* _ACTION ITEM_
The data should be printed in full, character for character.

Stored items
>>>>

//! Shared test utilities: a deterministic toy rules engine and a scripted
//! evaluator.

use std::sync::atomic::{AtomicUsize, Ordering};
use std::sync::Arc;

use peregrine::chess::{
    FillEmptyHistory, GameResult, Move, MoveList, PositionHistory, Rules, RulesError,
};
use peregrine::mcts::search::ComputationFactory;
use peregrine::neural::network::{EncodedPosition, EvalError, NetworkComputation};

/// Routes `log` output into the test harness when `RUST_LOG` is set.
pub fn init_logging() {
    let _ = env_logger::builder().is_test(true).try_init();
}

fn mix(mut x: u64) -> u64 {
    x = x.wrapping_add(0x9e37_79b9_7f4a_7c15);
    x = (x ^ (x >> 30)).wrapping_mul(0xbf58_476d_1ce4_e5b9);
    x ^ (x >> 27)
}

/// A position in the toy game: the move sequence that reached it.
#[derive(Debug, Clone, PartialEq)]
pub struct Seq(pub Vec<Move>);

/// A rules engine with a fixed move menu in every position. With
/// `transpositional` hashing, move order does not matter, so different
/// orders of the same moves reach the same low node.
pub struct ToyRules {
    menu: Vec<Move>,
    transpositional: bool,
    terminal_after: Option<usize>,
}

impl ToyRules {
    pub fn new(menu: &[&str]) -> Self {
        ToyRules {
            menu: menu.iter().map(|s| s.parse().unwrap()).collect(),
            transpositional: false,
            terminal_after: None,
        }
    }

    pub fn transpositional(menu: &[&str]) -> Self {
        let mut rules = Self::new(menu);
        rules.transpositional = true;
        rules
    }

    /// Every position whose line reaches this length is drawn.
    pub fn with_terminal_after(mut self, plies: usize) -> Self {
        self.terminal_after = Some(plies);
        self
    }
}

impl Rules for ToyRules {
    type Position = Seq;

    fn position_from_fen(&self, fen: &str) -> Result<Seq, RulesError> {
        if fen == "start" {
            Ok(Seq(Vec::new()))
        } else {
            Err(RulesError::InvalidPosition(fen.to_string()))
        }
    }

    fn apply_move(&self, pos: &Seq, mv: Move) -> Seq {
        let mut next = pos.0.clone();
        next.push(mv);
        Seq(next)
    }

    fn legal_moves(&self, pos: &Seq) -> MoveList {
        if self.game_result(pos).is_some() {
            return MoveList::new();
        }
        self.menu.iter().copied().collect()
    }

    fn hash(&self, pos: &Seq) -> u64 {
        if self.transpositional {
            pos.0
                .iter()
                .fold(mix(pos.0.len() as u64), |h, m| {
                    h.wrapping_add(mix(m.raw() as u64 + 1))
                })
        } else {
            pos.0
                .iter()
                .fold(0x5eedu64, |h, m| mix(h ^ (m.raw() as u64 + 1)))
        }
    }

    fn is_black_to_move(&self, pos: &Seq) -> bool {
        pos.0.len() % 2 == 1
    }

    fn game_result(&self, pos: &Seq) -> Option<GameResult> {
        match self.terminal_after {
            Some(limit) if pos.0.len() >= limit => Some(GameResult::Draw),
            _ => None,
        }
    }

    fn policy_index(&self, mv: Move, _transform: u8) -> usize {
        (mv.raw() & 0xfff) as usize
    }

    fn encode(
        &self,
        history: &PositionHistory<Seq>,
        _fill: FillEmptyHistory,
    ) -> EncodedPosition {
        EncodedPosition {
            planes: vec![history.last().0.len() as f32],
        }
    }
}

/// An evaluator returning fixed value heads and a fixed policy vector,
/// counting how many inputs actually reach it.
pub struct ScriptedNetwork {
    pub q: f32,
    pub d: f32,
    pub m: f32,
    pub e: f32,
    pub policy: Arc<Vec<f32>>,
    pub inputs_seen: Arc<AtomicUsize>,
    pub computations: Arc<AtomicUsize>,
}

impl ScriptedNetwork {
    pub fn new(q: f32, policy: Vec<f32>) -> Self {
        ScriptedNetwork {
            q,
            d: 0.0,
            m: 10.0,
            e: 0.0,
            policy: Arc::new(policy),
            inputs_seen: Arc::new(AtomicUsize::new(0)),
            computations: Arc::new(AtomicUsize::new(0)),
        }
    }

    /// Uniform policy over the whole index space.
    pub fn uniform(q: f32) -> Self {
        ScriptedNetwork::new(q, vec![0.0; 4096])
    }

    pub fn computation(&self) -> ScriptedComputation {
        ScriptedComputation {
            q: self.q,
            d: self.d,
            m: self.m,
            e: self.e,
            policy: Arc::clone(&self.policy),
            inputs_seen: Arc::clone(&self.inputs_seen),
            computations: Arc::clone(&self.computations),
            inputs: 0,
        }
    }

    pub fn factory(&self) -> Arc<ComputationFactory> {
        let (q, d, m, e) = (self.q, self.d, self.m, self.e);
        let policy = Arc::clone(&self.policy);
        let inputs_seen = Arc::clone(&self.inputs_seen);
        let computations = Arc::clone(&self.computations);
        Arc::new(move || {
            Box::new(ScriptedComputation {
                q,
                d,
                m,
                e,
                policy: Arc::clone(&policy),
                inputs_seen: Arc::clone(&inputs_seen),
                computations: Arc::clone(&computations),
                inputs: 0,
            }) as Box<dyn NetworkComputation>
        })
    }
}

pub struct ScriptedComputation {
    q: f32,
    d: f32,
    m: f32,
    e: f32,
    policy: Arc<Vec<f32>>,
    inputs_seen: Arc<AtomicUsize>,
    computations: Arc<AtomicUsize>,
    inputs: usize,
}

impl NetworkComputation for ScriptedComputation {
    fn add_input(&mut self, _input: EncodedPosition) {
        self.inputs += 1;
        self.inputs_seen.fetch_add(1, Ordering::SeqCst);
    }

    fn batch_size(&self) -> usize {
        self.inputs
    }

    fn compute_blocking(&mut self) -> Result<(), EvalError> {
        self.computations.fetch_add(1, Ordering::SeqCst);
        Ok(())
    }

    fn get_q(&self, _idx: usize) -> f32 {
        self.q
    }

    fn get_d(&self, _idx: usize) -> f32 {
        self.d
    }

    fn get_m(&self, _idx: usize) -> f32 {
        self.m
    }

    fn get_e(&self, _idx: usize) -> f32 {
        self.e
    }

    fn get_p(&self, _idx: usize, policy_index: usize) -> f32 {
        self.policy.get(policy_index).copied().unwrap_or(0.0)
    }
}

pub fn mv(s: &str) -> Move {
    s.parse().unwrap()
}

<<<<

* _REPLY_
//! Shared test utilities: a deterministic toy rules engine and a scripted
//! evaluator.

use std::sync::atomic::{AtomicUsize, Ordering};
use std::sync::Arc;

use peregrine::chess::{
    FillEmptyHistory, GameResult, Move, MoveList, PositionHistory, Rules, RulesError,
};
use peregrine::mcts::search::ComputationFactory;
use peregrine::neural::network::{EncodedPosition, EvalError, NetworkComputation};

/// Routes `log` output into the test harness when `RUST_LOG` is set.
pub fn init_logging() {
    let _ = env_logger::builder().is_test(true).try_init();
}

fn mix(mut x: u64) -> u64 {
    x = x.wrapping_add(0x9e37_79b9_7f4a_7c15);
    x = (x ^ (x >> 30)).wrapping_mul(0xbf58_476d_1ce4_e5b9);
    x ^ (x >> 27)
}

/// A position in the toy game: the move sequence that reached it.
#[derive(Debug, Clone, PartialEq)]
pub struct Seq(pub Vec<Move>);

/// A rules engine with a fixed move menu in every position. With
/// `transpositional` hashing, move order does not matter, so different
/// orders of the same moves reach the same low node.
pub struct ToyRules {
    menu: Vec<Move>,
    transpositional: bool,
    terminal_after: Option<usize>,
}

impl ToyRules {
    pub fn new(menu: &[&str]) -> Self {
        ToyRules {
            menu: menu.iter().map(|s| s.parse().unwrap()).collect(),
            transpositional: false,
            terminal_after: None,
        }
    }

    pub fn transpositional(menu: &[&str]) -> Self {
        let mut rules = Self::new(menu);
        rules.transpositional = true;
        rules
    }

    /// Every position whose line reaches this length is drawn.
    pub fn with_terminal_after(mut self, plies: usize) -> Self {
        self.terminal_after = Some(plies);
        self
    }
}

impl Rules for ToyRules {
    type Position = Seq;

    fn position_from_fen(&self, fen: &str) -> Result<Seq, RulesError> {
        if fen == "start" {
            Ok(Seq(Vec::new()))
        } else {
            Err(RulesError::InvalidPosition(fen.to_string()))
        }
    }

    fn apply_move(&self, pos: &Seq, mv: Move) -> Seq {
        let mut next = pos.0.clone();
        next.push(mv);
        Seq(next)
    }

    fn legal_moves(&self, pos: &Seq) -> MoveList {
        if self.game_result(pos).is_some() {
            return MoveList::new();
        }
        self.menu.iter().copied().collect()
    }

    fn hash(&self, pos: &Seq) -> u64 {
        if self.transpositional {
            pos.0
                .iter()
                .fold(mix(pos.0.len() as u64), |h, m| {
                    h.wrapping_add(mix(m.raw() as u64 + 1))
                })
        } else {
            pos.0
                .iter()
                .fold(0x5eedu64, |h, m| mix(h ^ (m.raw() as u64 + 1)))
        }
    }

    fn is_black_to_move(&self, pos: &Seq) -> bool {
        pos.0.len() % 2 == 1
    }

    fn game_result(&self, pos: &Seq) -> Option<GameResult> {
        match self.terminal_after {
            Some(limit) if pos.0.len() >= limit => Some(GameResult::Draw),
            _ => None,
        }
    }

    fn policy_index(&self, mv: Move, _transform: u8) -> usize {
        (mv.raw() & 0xfff) as usize
    }

    fn encode(
        &self,
        history: &PositionHistory<Seq>,
        _fill: FillEmptyHistory,
    ) -> EncodedPosition {
        EncodedPosition {
            planes: vec![history.last().0.len() as f32],
        }
    }
}

/// An evaluator returning fixed value heads and a fixed policy vector,
/// counting how many inputs actually reach it.
pub struct ScriptedNetwork {
    pub q: f32,
    pub d: f32,
    pub m: f32,
    pub e: f32,
    pub policy: Arc<Vec<f32>>,
    pub inputs_seen: Arc<AtomicUsize>,
    pub computations: Arc<AtomicUsize>,
}

impl ScriptedNetwork {
    pub fn new(q: f32, policy: Vec<f32>) -> Self {
        ScriptedNetwork {
            q,
            d: 0.0,
            m: 10.0,
            e: 0.0,
            policy: Arc::new(policy),
            inputs_seen: Arc::new(AtomicUsize::new(0)),
            computations: Arc::new(AtomicUsize::new(0)),
        }
    }

    /// Uniform policy over the whole index space.
    pub fn uniform(q: f32) -> Self {
        ScriptedNetwork::new(q, vec![0.0; 4096])
    }

    pub fn computation(&self) -> ScriptedComputation {
        ScriptedComputation {
            q: self.q,
            d: self.d,
            m: self.m,
            e: self.e,
            policy: Arc::clone(&self.policy),
            inputs_seen: Arc::clone(&self.inputs_seen),
            computations: Arc::clone(&self.computations),
            inputs: 0,
        }
    }

    pub fn factory(&self) -> Arc<ComputationFactory> {
        let (q, d, m, e) = (self.q, self.d, self.m, self.e);
        let policy = Arc::clone(&self.policy);
        let inputs_seen = Arc::clone(&self.inputs_seen);
        let computations = Arc::clone(&self.computations);
        Arc::new(move || {
            Box::new(ScriptedComputation {
                q,
                d,
                m,
                e,
                policy: Arc::clone(&policy),
                inputs_seen: Arc::clone(&inputs_seen),
                computations: Arc::clone(&computations),
                inputs: 0,
            }) as Box<dyn NetworkComputation>
        })
    }
}

pub struct ScriptedComputation {
    q: f32,
    d: f32,
    m: f32,
    e: f32,
    policy: Arc<Vec<f32>>,
    inputs_seen: Arc<AtomicUsize>,
    computations: Arc<AtomicUsize>,
    inputs: usize,
}

impl NetworkComputation for ScriptedComputation {
    fn add_input(&mut self, _input: EncodedPosition) {
        self.inputs += 1;
        self.inputs_seen.fetch_add(1, Ordering::SeqCst);
    }

    fn batch_size(&self) -> usize {
        self.inputs
    }

    fn compute_blocking(&mut self) -> Result<(), EvalError> {
        self.computations.fetch_add(1, Ordering::SeqCst);
        Ok(())
    }

    fn get_q(&self, _idx: usize) -> f32 {
        self.q
    }

    fn get_d(&self, _idx: usize) -> f32 {
        self.d
    }

    fn get_m(&self, _idx: usize) -> f32 {
        self.m
    }

    fn get_e(&self, _idx: usize) -> f32 {
        self.e
    }

    fn get_p(&self, _idx: usize, policy_index: usize) -> f32 {
        self.policy.get(policy_index).copied().unwrap_or(0.0)
    }
}

pub fn mv(s: &str) -> Move {
    s.parse().unwrap()
}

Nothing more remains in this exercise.